Theon has captured Winterfell and makes Bran public yield the castle to him. Osha tries to swear herself to him, but he refuses. The Iron Islanders capture Rodrik and he repeatedly insults Theon until Theon is forced to execute him as Bran watches. In the North, Jon and the Halfhand talk about the hostile environment north of the Wall and their duties to the Watch. In Harrenhal, Arya is afraid that Littlefinger will recognize her when he visits Harrenhal but is able to avoid his notice.
Jon and the Halfhand attack a wildling watch-post but Jon can’t bring himself to kill Ygritte. She escapes him and he follows until he catches her again but by this time the sun is setting and he has gotten separated from the Halfhand. Tyrion and Cersei see Myrcella off but on their way back a riot breaks out. Joffrey reaches the keep safely but a few others perish on the way. Sansa is separated from the group and the Hound saves her. Dany meets the Spice King, the second wealthiest man in Qarth to ask for ships but she is rejected.
Arya takes a letter regarding Robb from Tywin’s solar while Tywin isn’t looking. Amory Lorch is suspicious as to why she is reading a letter and tries to bring her to Tywin but Arya is able to find Jaqen Hghar before Lorch reaches and Tywin. Robb talks to Lady Talisa until Catelyn interrupts them and reminds Robb of his promises to Walder Frey. Robb receives news of Winterfell’s capture and Catelyn is furious. Bolton reminds Robb that his son can take Winterfell for him. Robb orders Theon captured alive. At Winterfell, Osha is able to seduce Theon in accepting her service. Later, she helps Bran and Rickon escape Winterfell. Dany’s dragons are stolen.
This was an excellent episode, start to finish, but also a very difficult one to watch, mostly because of how it began. Theon’s story has never been a happy one and for the most part he only has himself to blame for it. Alfie Allen’s Theon really set himself apart in this scene – he’s managed to capture the style of a person who’s just recently assumed power but doesn’t quite know what to do with it (at least I hope it was intentional on Allen’s part). His version of Theon is in part both frightened with his situation and proud of it – it feels like he wants to be what Ned and Robb were, a man capable of commanding loyalty but there’s no way for him to earn the respect of both the Northerners and the Iron Islanders and he is forced to learn this the hard way. The anguish in his voice when he tried to convince Rodrik that he was never a Stark was hard to watch but very well executed (no pun intended). Isaac Hempstead-Wright’s Bran is less effective and a little too mechanical in his delivery but he does get his delivery right on the important lines – “Did you always hate us?”, he asks Theon and it is a miserable moment for everyone involved.

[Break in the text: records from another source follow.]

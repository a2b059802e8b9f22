//! Engine configuration.
//!
//! Sources, later wins: built-in defaults, an optional JSON file, then
//! environment variables (a `.env` file is honored by the binary).
//!
//! Environment variables:
//! - `RANK_DB_PATH` - SQLite file (default: `rank_entitlement.db`)
//! - `RANK_REWARD_CAP` - absolute cap for buffed rewards (default: 1000)
//! - `RANK_RECHARGE_MONTHS` - comma-separated QUARTERLY months (default: `5,8`)
//! - `RANK_SWEEP_WORKERS` - concurrent players per sweep (default: 4)
//! - `RANK_MAX_WRITE_RETRIES` - attempts after a version conflict (default: 3)
//! - `RANK_CATALOG_PATH` - static catalog JSON replacing the built-in one
//! - `RANK_BONUS_TABLE_PATH` - multiplier/blessing table JSON

use crate::lifecycle::RechargeCalendar;
use anyhow::{bail, Context, Result};
use serde::{Deserialize, Serialize};
use std::env;
use std::fs;
use std::path::{Path, PathBuf};

#[derive(Clone, Debug, PartialEq, Serialize, Deserialize)]
#[serde(default)]
pub struct EngineConfig {
    pub database_path: PathBuf,
    pub reward_cap: i64,
    pub recharge_months: Vec<u32>,
    pub sweep_workers: usize,
    pub max_write_retries: u32,
    pub catalog_path: Option<PathBuf>,
    pub bonus_table_path: Option<PathBuf>,
}

impl Default for EngineConfig {
    fn default() -> Self {
        Self {
            database_path: PathBuf::from("rank_entitlement.db"),
            reward_cap: 1000,
            recharge_months: vec![5, 8],
            sweep_workers: 4,
            max_write_retries: 3,
            catalog_path: None,
            bonus_table_path: None,
        }
    }
}

impl EngineConfig {
    /// Load a JSON config file; missing keys keep their defaults
    pub fn from_file<P: AsRef<Path>>(path: P) -> Result<Self> {
        let content = fs::read_to_string(path.as_ref())
            .with_context(|| format!("Failed to read config file: {:?}", path.as_ref()))?;

        serde_json::from_str(&content).context("Failed to parse config JSON")
    }

    /// Defaults overlaid with whatever the environment sets
    pub fn from_env() -> Self {
        let mut config = Self::default();
        config.apply_env();
        config
    }

    /// Full resolution: optional file, then environment, then validation
    pub fn load(file: Option<&Path>) -> Result<Self> {
        let mut config = match file {
            Some(path) => Self::from_file(path)?,
            None => Self::default(),
        };
        config.apply_env();
        config.validate()?;
        Ok(config)
    }

    pub fn apply_env(&mut self) {
        if let Ok(path) = env::var("RANK_DB_PATH") {
            self.database_path = PathBuf::from(path);
        }
        if let Some(cap) = read_env::<i64>("RANK_REWARD_CAP") {
            self.reward_cap = cap;
        }
        if let Ok(raw) = env::var("RANK_RECHARGE_MONTHS") {
            let months: Vec<u32> = raw
                .split(',')
                .filter_map(|m| m.trim().parse().ok())
                .collect();
            if !months.is_empty() {
                self.recharge_months = months;
            }
        }
        if let Some(workers) = read_env::<usize>("RANK_SWEEP_WORKERS") {
            self.sweep_workers = workers;
        }
        if let Some(retries) = read_env::<u32>("RANK_MAX_WRITE_RETRIES") {
            self.max_write_retries = retries;
        }
        if let Ok(path) = env::var("RANK_CATALOG_PATH") {
            self.catalog_path = Some(PathBuf::from(path));
        }
        if let Ok(path) = env::var("RANK_BONUS_TABLE_PATH") {
            self.bonus_table_path = Some(PathBuf::from(path));
        }
    }

    pub fn validate(&self) -> Result<()> {
        if self.reward_cap < 0 {
            bail!("reward_cap must not be negative (got {})", self.reward_cap);
        }
        if self.sweep_workers == 0 {
            bail!("sweep_workers must be at least 1");
        }
        if let Some(month) = self.recharge_months.iter().find(|m| !(1..=12).contains(*m)) {
            bail!("recharge month {} is outside 1..=12", month);
        }
        Ok(())
    }

    pub fn recharge_calendar(&self) -> RechargeCalendar {
        RechargeCalendar::new(self.recharge_months.clone())
    }
}

fn read_env<T>(key: &str) -> Option<T>
where
    T: std::str::FromStr,
{
    env::var(key).ok()?.trim().parse().ok()
}

#[cfg(test)]
mod tests {
    use super::*;

    #[test]
    fn test_defaults_are_valid() {
        let config = EngineConfig::default();
        assert!(config.validate().is_ok());
        assert_eq!(config.reward_cap, 1000);
        assert_eq!(config.recharge_calendar(), RechargeCalendar::default());
    }

    #[test]
    fn test_partial_file_keeps_defaults() {
        let dir = tempfile::tempdir().unwrap();
        let path = dir.path().join("engine.json");
        fs::write(&path, r#"{"reward_cap": 500, "recharge_months": [1, 4, 7, 10]}"#).unwrap();

        let config = EngineConfig::from_file(&path).unwrap();
        assert_eq!(config.reward_cap, 500);
        assert_eq!(config.recharge_months, vec![1, 4, 7, 10]);
        assert_eq!(config.sweep_workers, 4);
        assert_eq!(config.max_write_retries, 3);
    }

    #[test]
    fn test_validation_rejects_bad_values() {
        let bad_month = EngineConfig {
            recharge_months: vec![5, 13],
            ..Default::default()
        };
        assert!(bad_month.validate().is_err());

        let no_workers = EngineConfig {
            sweep_workers: 0,
            ..Default::default()
        };
        assert!(no_workers.validate().is_err());

        let negative_cap = EngineConfig {
            reward_cap: -1,
            ..Default::default()
        };
        assert!(negative_cap.validate().is_err());
    }

    #[test]
    fn test_missing_file_is_an_error() {
        let dir = tempfile::tempdir().unwrap();
        assert!(EngineConfig::from_file(dir.path().join("absent.json")).is_err());
    }
}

Yet again, Arya’s scenes with Tywin are just excellent. I love seeing Tywin in action as he runs roughshod over the less savoury of his followers. More than that, there was a genuine tension in the scene with Baelish (this being one of those rare moments where Gillen is able to maintain the same accent throughout a conversation) and the irony of his conversation with Tywin regarding the Stark girls wasn’t lost on anyone except the characters. I am a little vexed by how deus-ex-machina the Faceless Men and Amory Lorch being the second on her list is confusing my memories of her story a little, but I guess that means the third is going to be a big one.
Ah and we meet Ygritte, who is an all-around entertaining character. The whole chase seen with Jon running after her was very poorly shot, in my opinion. It lasted for too long and it seemed like two people running but not towards each other – I’m sure there were challenges to shooting the scene in a better way, but this seems like a poor compromise. I’m also not sure if I like this Halfhand – he’s a little dour and more than a little nihilistic but I guess I didn’t have to worry about all that long, so it’s fine.
Dany’s storyline, once again, is a total wreck. Emilia Clarke did a much better job in the first season than she has in the second so far. Part of the problem definitely lies in the writing – there is just too much wrong with the entire set-up of Dany having to beg for ships and Clarke’s delivery when she delivers her #dramatic lines are a little over the top and it spoils the immersion a little. Still, for every Emilia Clarke, there’s a Peter Dinklage and Jack Gleeson. I loved the riot scene, even though it seemed a little too peaceful for a riot. To be specific, I loved the way Gleeson managed to convey Joffrey’s (seemingly) righteous rage at having dung flung at him and the way Dinklage was able to show Tyrion absolutely losing it.
I don’t remember Dany’s dragons being stolen, or rather, I think only Drogon was taken but either way, it’ll be interesting to see how this little deviation plays out.